Tyrtée (en grec ancien Τυρταῖος / Tyrtaĩos) est un poète spartiate du VIIe siècle av. J.-C. Selon Eusèbe de Césarée, il atteignit son apogée pendant l’olympiade 612609 av. J.-C.

Biographie

L'origine de Tyrtée est inconnue. La Souda en fait un Spartiate de naissance, ou un Ionien de Milet. Les orateurs attiques, Platon et Pausanias en font un Athénien. Comme ses poèmes sont en ionien mêlé d'homérismes et de dorismes, il est probable qu'il ait vraiment été spartiate. Il est contemporain de la deuxième guerre de Messénie, la Souda plaçant son apogée de 640 à 636 av. J.-C.

Toutes les autres données concernant Tyrtée sont incertaines. Selon une tradition anti-spartiate, (rapportée par le scholiaste des Lois de Platon et Pausanias [IV, 15, 6]), c'était un obscur maître d'école, peu engageant, boiteux et borgne. Il n'avait aucun succès auprès des femmes, et de plus, l'exaltation de son esprit voué entièrement au culte de la poésie lyrique, faisait douter, même ses contemporains, de sa santé mentale et de son intelligence. Tyrtée fut le premier maître d'école de l'histoire à qui des textes font référence.

Toujours selon cette tradition, il avait 32 ans lorsque qu'une délégation de Spartiates arriva à Athènes. Ils venaient de consulter l'oracle de Delphes, car Sparte était dans une situation difficile, battus par les Messéniens, ses troupes étaient découragées et désespérées. La Pythie avait conseillé aux délégués de sparte de demander aux Athéniens un homme qui pourrait les aider de ses conseils. Pour ces derniers c'était une bonne occasion d'abaisser l'orgueil de leurs rivaux, et par mépris et dérision, ils décidèrent de leur envoyer Tyrtée en tant que général.

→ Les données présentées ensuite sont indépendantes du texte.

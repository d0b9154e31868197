//! Error types for the acceptor pool.
//!
//! Errors surface in two places only: construction (invalid channel name or
//! options) and inside a slot's listener loop (endpoint creation / accept).
//! `start()` and `dispose()` never return errors to callers.

use std::path::PathBuf;
use thiserror::Error;

/// Main error type for pool operations.
#[derive(Debug, Error)]
pub enum PoolError {
    // Construction errors
    #[error("Invalid channel name {name:?}: {reason}")]
    InvalidChannelName { name: String, reason: String },

    #[error("Invalid pool options: {message}")]
    InvalidOptions { message: String },

    #[error("No tokio runtime available; the pool must be created inside a runtime")]
    NoRuntime,

    // Endpoint errors
    #[error("Failed to create endpoint on {channel}: {message}")]
    EndpointCreation {
        channel: String,
        message: String,
        #[source]
        source: Option<std::io::Error>,
    },

    #[error("Channel {channel} is already served by another process")]
    ChannelInUse { channel: String },

    #[error("Accept failed on {channel}: {source}")]
    Accept {
        channel: String,
        #[source]
        source: std::io::Error,
    },

    #[error("Endpoint factory for {channel} is closed")]
    FactoryClosed { channel: String },

    // Client errors
    #[error("Failed to connect to {channel}: {source}")]
    Connect {
        channel: String,
        #[source]
        source: std::io::Error,
    },

    #[error("Timed out after {timeout:?} connecting to {channel}")]
    ConnectTimeout {
        channel: String,
        timeout: std::time::Duration,
    },

    // Configuration file errors
    #[error("IO error at {path:?}: {message}")]
    Io {
        message: String,
        path: Option<PathBuf>,
        #[source]
        source: Option<std::io::Error>,
    },

    #[error("JSON error: {message}")]
    Json {
        message: String,
        #[source]
        source: Option<serde_json::Error>,
    },

    #[error("Operation was cancelled")]
    Cancelled,
}

/// Result type alias for pool operations.
pub type Result<T> = std::result::Result<T, PoolError>;

impl From<std::io::Error> for PoolError {
    fn from(err: std::io::Error) -> Self {
        PoolError::Io {
            message: err.to_string(),
            path: None,
            source: Some(err),
        }
    }
}

impl From<serde_json::Error> for PoolError {
    fn from(err: serde_json::Error) -> Self {
        PoolError::Json {
            message: err.to_string(),
            source: Some(err),
        }
    }
}

impl PoolError {
    /// Create an IO error with path context.
    pub fn io_with_path(err: std::io::Error, path: impl Into<PathBuf>) -> Self {
        PoolError::Io {
            message: err.to_string(),
            path: Some(path.into()),
            source: Some(err),
        }
    }

    /// Create an endpoint-creation error from an OS error.
    pub fn endpoint(channel: impl Into<String>, err: std::io::Error) -> Self {
        PoolError::EndpointCreation {
            channel: channel.into(),
            message: err.to_string(),
            source: Some(err),
        }
    }

    /// Whether this error is part of an orderly shutdown rather than a fault.
    ///
    /// Listener loops treat these as a clean exit and do not report them.
    pub fn is_shutdown(&self) -> bool {
        matches!(
            self,
            PoolError::Cancelled | PoolError::FactoryClosed { .. }
        )
    }
}
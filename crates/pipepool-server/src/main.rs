//! Pipepool Server - echo service on a local IPC channel.
//!
//! Runs an acceptor pool on the given channel until Ctrl-C, echoing every
//! byte each client sends.

mod echo;

use anyhow::{Context, Result};
use clap::Parser;
use pipepool_core::{platform, AcceptorPool, ChannelName, PoolConfig, PoolOptions};
use std::path::PathBuf;
use std::sync::Arc;
use tracing::info;
use tracing_subscriber::EnvFilter;

#[derive(Parser, Debug)]
#[command(name = "pipepool-server")]
#[command(about = "Echo server on a named pipe / Unix socket channel")]
struct Args {
    /// Channel name (a path on Unix, or a bare name)
    channel: String,

    /// Number of listening endpoints
    #[arg(long, default_value_t = PoolConfig::POOL_SIZE)]
    pool_size: usize,

    /// Only allow the current user to connect
    #[arg(long)]
    current_user_only: bool,

    /// JSON file with pool options (overrides --current-user-only)
    #[arg(long)]
    config: Option<PathBuf>,

    /// Enable debug logging
    #[arg(short, long)]
    debug: bool,

    /// Emit logs as JSON
    #[arg(long)]
    json_logs: bool,
}

impl Args {
    fn pool_options(&self) -> Result<PoolOptions> {
        match &self.config {
            Some(path) => PoolOptions::from_json_file(path)
                .with_context(|| format!("loading pool options from {}", path.display())),
            None if self.current_user_only => Ok(PoolOptions::current_user_only()),
            None => Ok(PoolOptions::default()),
        }
    }
}

fn init_logging(debug: bool, json: bool) {
    let default_level = if debug { "debug" } else { "info" };
    let filter =
        EnvFilter::try_from_default_env().unwrap_or_else(|_| EnvFilter::new(default_level));

    let builder = tracing_subscriber::fmt()
        .with_env_filter(filter)
        .with_target(false)
        .with_thread_ids(false);
    if json {
        builder.json().init();
    } else {
        builder.compact().init();
    }
}

#[tokio::main]
async fn main() -> Result<()> {
    let args = Args::parse();
    init_logging(args.debug, args.json_logs);

    let options = args.pool_options()?;
    let channel = ChannelName::new(&args.channel)?;

    let pool = AcceptorPool::builder(channel.as_str())
        .options(options)
        .pool_size(args.pool_size)
        .build(Arc::new(echo::EchoHandler))?;
    pool.start();

    info!(
        channel = %channel,
        address = ?platform::channel_address(&channel),
        "Echo server running"
    );

    tokio::signal::ctrl_c().await?;
    info!("Shutdown signal received, stopping acceptor pool");

    pool.shutdown().await;
    info!(in_flight = pool.active_connections(), "Acceptor pool stopped");

    Ok(())
}

#[cfg(test)]
mod tests {
    use super::*;

    #[test]
    fn test_args_defaults() {
        let args = Args::parse_from(["pipepool-server", "demo"]);
        assert_eq!(args.channel, "demo");
        assert_eq!(args.pool_size, PoolConfig::POOL_SIZE);
        assert_eq!(args.pool_options().unwrap(), PoolOptions::default());
    }

    #[test]
    fn test_args_current_user_only() {
        let args = Args::parse_from(["pipepool-server", "demo", "--current-user-only"]);
        assert_eq!(args.pool_options().unwrap(), PoolOptions::current_user_only());
    }

    #[test]
    fn test_args_config_file() {
        let dir = tempfile::TempDir::new().unwrap();
        let path = dir.path().join("options.json");
        std::fs::write(&path, r#"{"restrict_to_current_user": true}"#).unwrap();

        let args = Args::parse_from([
            "pipepool-server",
            "demo",
            "--config",
            path.to_str().unwrap(),
        ]);
        assert_eq!(args.pool_options().unwrap(), PoolOptions::current_user_only());
    }
}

Mais ce maître d'école boîteux sut, par ses chants de marche et ses élégies martiales, relever le courage des soldats lacédémoniens. Électrisés par ses vers, ils s'armèrent pour le combat, et marchèrent au-devant de leurs ennemis Messéniens : la bataille fut terrible, longue et sanglante, mais Sparte resta finalement victorieuse.

En témoignage de reconnaissance, Sparte lui accorda, lors d'une ovation triomphale, le droit de cité et le titre de citoyen de Sparte. Si les données précédentes ne sont guère vérifiables, cette dernière affirmation paraît suspecte, Xénophon ne le citant pas dans la liste des étrangers ayant reçu cet honneur.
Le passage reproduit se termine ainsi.